//! Shape writer: meshes, cameras, lights and stage proxies.

use super::xform::{INVISIBLE, VISIBILITY};
use super::{PrimWriter, WriterContext};
use crate::scene::NodePath;
use crate::sdf::{schema, Reference, SdfPath, TimeCode, Value};
use crate::util::Result;

/// Stage proxy attribute naming the referenced file.
pub const FILE_PATH_ATTR: &str = "filePath";
/// Stage proxy attribute naming the referenced prim.
pub const PRIM_PATH_ATTR: &str = "primPath";

/// Writes a shape node's attributes onto a typed prim.
///
/// Static attributes are authored as defaults. Animated attributes are
/// authored per frame, or as defaults when the export has no frames.
pub struct ShapeWriter {
    node: NodePath,
    usd_path: SdfPath,
    type_name: String,
    proxy: bool,
    references: bool,
}

impl ShapeWriter {
    /// Define a prim of `type_name` at `usd_path`.
    pub fn new(
        node: &NodePath,
        usd_path: &SdfPath,
        type_name: &str,
        ctx: &mut WriterContext<'_>,
    ) -> Result<Self> {
        ctx.stage.define_prim(usd_path, type_name)?;
        Ok(Self {
            node: node.clone(),
            usd_path: usd_path.clone(),
            type_name: type_name.to_string(),
            proxy: false,
            references: false,
        })
    }

    /// Define an `Xform` referencing the file a stage proxy node points at.
    pub fn new_stage_reference(
        node: &NodePath,
        usd_path: &SdfPath,
        ctx: &mut WriterContext<'_>,
    ) -> Result<Self> {
        ctx.stage.define_prim(usd_path, "Xform")?;
        let asset = ctx
            .scene
            .attribute(node, FILE_PATH_ATTR, TimeCode::Default)
            .and_then(|v| v.as_str().map(str::to_string))
            .unwrap_or_default();
        let references = !asset.is_empty();
        if references {
            let prim_path = match ctx
                .scene
                .attribute(node, PRIM_PATH_ATTR, TimeCode::Default)
                .and_then(|v| v.as_str().map(str::to_string))
            {
                Some(p) if !p.is_empty() => SdfPath::new(&p)?,
                _ => SdfPath::empty(),
            };
            let reference = Reference {
                asset_path: asset,
                prim_path,
            };
            ctx.stage.add_reference(usd_path, reference, false)?;
        }
        Ok(Self {
            node: node.clone(),
            usd_path: usd_path.clone(),
            type_name: "Xform".to_string(),
            proxy: true,
            references,
        })
    }
}

impl PrimWriter for ShapeWriter {
    fn node(&self) -> &NodePath {
        &self.node
    }

    fn usd_path(&self) -> &SdfPath {
        &self.usd_path
    }

    fn write(&mut self, time: TimeCode, ctx: &mut WriterContext<'_>) -> Result<()> {
        if self.proxy {
            return Ok(());
        }
        let no_frames = ctx.args.time_samples.is_empty();
        for name in ctx.scene.attribute_names(&self.node) {
            let animated = ctx.scene.is_attribute_animated(&self.node, &name);
            let author = match time {
                TimeCode::Default => !animated || no_frames,
                TimeCode::Time(_) => animated,
            };
            if !author {
                continue;
            }
            if let Some(value) = ctx.scene.attribute(&self.node, &name, time) {
                ctx.stage.set_attribute(&self.usd_path, &name, value, time)?;
            }
        }
        if time.is_default() && !ctx.scene.is_visible(&self.node) {
            ctx.stage.set_attribute(
                &self.usd_path,
                VISIBILITY,
                Value::Token(INVISIBLE.to_string()),
                TimeCode::Default,
            )?;
        }
        Ok(())
    }

    fn should_prune_children(&self) -> bool {
        self.proxy
    }

    fn exports_gprims(&self) -> bool {
        schema::is_gprim(&self.type_name)
    }

    fn exports_references(&self) -> bool {
        self.references
    }
}

#[cfg(test)]
mod tests {
    use super::*;
    use crate::job::JobExportArgs;
    use crate::scene::MemoryScene;
    use crate::sdf::Stage;

    #[test]
    fn test_static_and_sampled_attributes() {
        let mut scene = MemoryScene::new();
        let mesh = scene.add_node("|cube|cubeShape", "mesh");
        scene.set_attribute(&mesh, "faceVertexCounts", Value::IntArray(vec![4; 6]));
        scene.set_attribute_sample(&mesh, "extent", 1.0, Value::DoubleArray(vec![1.0]));
        scene.set_attribute_sample(&mesh, "extent", 2.0, Value::DoubleArray(vec![2.0]));

        let args = JobExportArgs::default().with_time_samples(vec![1.0, 2.0]);
        let mut stage = Stage::create_in_memory();
        let path = SdfPath::new("/cube").unwrap();
        let mut ctx = WriterContext {
            stage: &mut stage,
            scene: &scene,
            args: &args,
        };
        let mut writer = ShapeWriter::new(&mesh, &path, "Mesh", &mut ctx).unwrap();
        for time in [TimeCode::Default, TimeCode::Time(1.0), TimeCode::Time(2.0)] {
            writer.write(time, &mut ctx).unwrap();
        }
        assert!(writer.exports_gprims());
        assert!(!writer.should_prune_children());

        let counts = stage.attribute(&path, "faceVertexCounts").unwrap();
        assert!(!counts.is_animated());
        let extent = stage.attribute(&path, "extent").unwrap();
        assert_eq!(extent.time_samples.len(), 2);
        assert!(extent.default.is_none());
    }

    #[test]
    fn test_stage_proxy_reference() {
        let mut scene = MemoryScene::new();
        let proxy = scene.add_node("|set|setShape", "stage");
        scene.set_attribute(&proxy, FILE_PATH_ATTR, Value::Asset("set.usda".into()));

        let args = JobExportArgs::default();
        let mut stage = Stage::create_in_memory();
        let path = SdfPath::new("/set").unwrap();
        let mut ctx = WriterContext {
            stage: &mut stage,
            scene: &scene,
            args: &args,
        };
        let writer = ShapeWriter::new_stage_reference(&proxy, &path, &mut ctx).unwrap();
        assert!(writer.exports_references());
        assert!(writer.should_prune_children());
        assert!(!writer.exports_gprims());
        assert!(stage.prim(&path).unwrap().has_authored_references);
    }
}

----------------

(Directions): Give the data back in full, matching it character for character.

(Solution to the problem):
//! Shape writer: meshes, cameras, lights and stage proxies.

use super::xform::{INVISIBLE, VISIBILITY};
use super::{PrimWriter, WriterContext};
use crate::scene::NodePath;
use crate::sdf::{schema, Reference, SdfPath, TimeCode, Value};
use crate::util::Result;

/// Stage proxy attribute naming the referenced file.
pub const FILE_PATH_ATTR: &str = "filePath";
/// Stage proxy attribute naming the referenced prim.
pub const PRIM_PATH_ATTR: &str = "primPath";

/// Writes a shape node's attributes onto a typed prim.
///
/// Static attributes are authored as defaults. Animated attributes are
/// authored per frame, or as defaults when the export has no frames.
pub struct ShapeWriter {
    node: NodePath,
    usd_path: SdfPath,
    type_name: String,
    proxy: bool,
    references: bool,
}

impl ShapeWriter {
    /// Define a prim of `type_name` at `usd_path`.
    pub fn new(
        node: &NodePath,
        usd_path: &SdfPath,
        type_name: &str,
        ctx: &mut WriterContext<'_>,
    ) -> Result<Self> {
        ctx.stage.define_prim(usd_path, type_name)?;
        Ok(Self {
            node: node.clone(),
            usd_path: usd_path.clone(),
            type_name: type_name.to_string(),
            proxy: false,
            references: false,
        })
    }

    /// Define an `Xform` referencing the file a stage proxy node points at.
    pub fn new_stage_reference(
        node: &NodePath,
        usd_path: &SdfPath,
        ctx: &mut WriterContext<'_>,
    ) -> Result<Self> {
        ctx.stage.define_prim(usd_path, "Xform")?;
        let asset = ctx
            .scene
            .attribute(node, FILE_PATH_ATTR, TimeCode::Default)
            .and_then(|v| v.as_str().map(str::to_string))
            .unwrap_or_default();
        let references = !asset.is_empty();
        if references {
            let prim_path = match ctx
                .scene
                .attribute(node, PRIM_PATH_ATTR, TimeCode::Default)
                .and_then(|v| v.as_str().map(str::to_string))
            {
                Some(p) if !p.is_empty() => SdfPath::new(&p)?,
                _ => SdfPath::empty(),
            };
            let reference = Reference {
                asset_path: asset,
                prim_path,
            };
            ctx.stage.add_reference(usd_path, reference, false)?;
        }
        Ok(Self {
            node: node.clone(),
            usd_path: usd_path.clone(),
            type_name: "Xform".to_string(),
            proxy: true,
            references,
        })
    }
}

impl PrimWriter for ShapeWriter {
    fn node(&self) -> &NodePath {
        &self.node
    }

    fn usd_path(&self) -> &SdfPath {
        &self.usd_path
    }

    fn write(&mut self, time: TimeCode, ctx: &mut WriterContext<'_>) -> Result<()> {
        if self.proxy {
            return Ok(());
        }
        let no_frames = ctx.args.time_samples.is_empty();
        for name in ctx.scene.attribute_names(&self.node) {
            let animated = ctx.scene.is_attribute_animated(&self.node, &name);
            let author = match time {
                TimeCode::Default => !animated || no_frames,
                TimeCode::Time(_) => animated,
            };
            if !author {
                continue;
            }
            if let Some(value) = ctx.scene.attribute(&self.node, &name, time) {
                ctx.stage.set_attribute(&self.usd_path, &name, value, time)?;
            }
        }
        if time.is_default() && !ctx.scene.is_visible(&self.node) {
            ctx.stage.set_attribute(
                &self.usd_path,
                VISIBILITY,
                Value::Token(INVISIBLE.to_string()),
                TimeCode::Default,
            )?;
        }
        Ok(())
    }

    fn should_prune_children(&self) -> bool {
        self.proxy
    }

    fn exports_gprims(&self) -> bool {
        schema::is_gprim(&self.type_name)
    }

    fn exports_references(&self) -> bool {
        self.references
    }
}

#[cfg(test)]
mod tests {
    use super::*;
    use crate::job::JobExportArgs;
    use crate::scene::MemoryScene;
    use crate::sdf::Stage;

    #[test]
    fn test_static_and_sampled_attributes() {
        let mut scene = MemoryScene::new();
        let mesh = scene.add_node("|cube|cubeShape", "mesh");
        scene.set_attribute(&mesh, "faceVertexCounts", Value::IntArray(vec![4; 6]));
        scene.set_attribute_sample(&mesh, "extent", 1.0, Value::DoubleArray(vec![1.0]));
        scene.set_attribute_sample(&mesh, "extent", 2.0, Value::DoubleArray(vec![2.0]));

        let args = JobExportArgs::default().with_time_samples(vec![1.0, 2.0]);
        let mut stage = Stage::create_in_memory();
        let path = SdfPath::new("/cube").unwrap();
        let mut ctx = WriterContext {
            stage: &mut stage,
            scene: &scene,
            args: &args,
        };
        let mut writer = ShapeWriter::new(&mesh, &path, "Mesh", &mut ctx).unwrap();
        for time in [TimeCode::Default, TimeCode::Time(1.0), TimeCode::Time(2.0)] {
            writer.write(time, &mut ctx).unwrap();
        }
        assert!(writer.exports_gprims());
        assert!(!writer.should_prune_children());

        let counts = stage.attribute(&path, "faceVertexCounts").unwrap();
        assert!(!counts.is_animated());
        let extent = stage.attribute(&path, "extent").unwrap();
        assert_eq!(extent.time_samples.len(), 2);
        assert!(extent.default.is_none());
    }

    #[test]
    fn test_stage_proxy_reference() {
        let mut scene = MemoryScene::new();
        let proxy = scene.add_node("|set|setShape", "stage");
        scene.set_attribute(&proxy, FILE_PATH_ATTR, Value::Asset("set.usda".into()));

        let args = JobExportArgs::default();
        let mut stage = Stage::create_in_memory();
        let path = SdfPath::new("/set").unwrap();
        let mut ctx = WriterContext {
            stage: &mut stage,
            scene: &scene,
            args: &args,
        };
        let writer = ShapeWriter::new_stage_reference(&proxy, &path, &mut ctx).unwrap();
        assert!(writer.exports_references());
        assert!(writer.should_prune_children());
        assert!(!writer.exports_gprims());
        assert!(stage.prim(&path).unwrap().has_authored_references);
    }
}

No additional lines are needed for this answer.